=== AVAILABLE DATA ===
//! File-based outbox

use std::fs;
use std::path::{Path, PathBuf};

use super::{Mailer, OutboundEmail};
use crate::error::{RubricaError, Result};

/// Writes one `<ulid>-<subject-slug>.json` file per message
pub struct OutboxMailer {
    dir: PathBuf,
}

impl OutboxMailer {
    pub fn new(dir: impl Into<PathBuf>) -> Self {
        Self { dir: dir.into() }
    }

    pub fn dir(&self) -> &Path {
        &self.dir
    }

    /// Messages currently in the outbox, oldest first
    pub fn messages(&self) -> Result<Vec<serde_json::Value>> {
        if !self.dir.is_dir() {
            return Ok(Vec::new());
        }

        let mut paths: Vec<PathBuf> = fs::read_dir(&self.dir)?
            .filter_map(|entry| entry.ok().map(|e| e.path()))
            .filter(|p| p.extension().is_some_and(|ext| ext == "json"))
            .collect();
        paths.sort();

        paths
            .iter()
            .map(|p| {
                let content = fs::read_to_string(p)?;
                Ok(serde_json::from_str(&content)?)
            })
            .collect()
    }
}

impl Mailer for OutboxMailer {
    fn send(&self, email: &OutboundEmail) -> Result<()> {
        fs::create_dir_all(&self.dir)
            .map_err(|e| RubricaError::Mail(format!("cannot create outbox: {}", e)))?;

        let name = format!(
            "{}-{}.json",
            ulid::Ulid::new().to_string().to_lowercase(),
            slug::slugify(&email.subject)
        );
        let path = self.dir.join(name);
        let body = serde_json::to_string_pretty(&email.to_payload()?)?;
        fs::write(&path, body)
            .map_err(|e| RubricaError::Mail(format!("cannot write {}: {}", path.display(), e)))?;

        tracing::info!(to = %email.to, path = %path.display(), "mail_queued");
        Ok(())
    }
}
===
▶ [PROBLEM] Please return all lines in the material above that include the word "content".

▶ [OUTPUT OF THE EXERCISE]
                let content = fs::read_to_string(p)?;
                Ok(serde_json::from_str(&content)?)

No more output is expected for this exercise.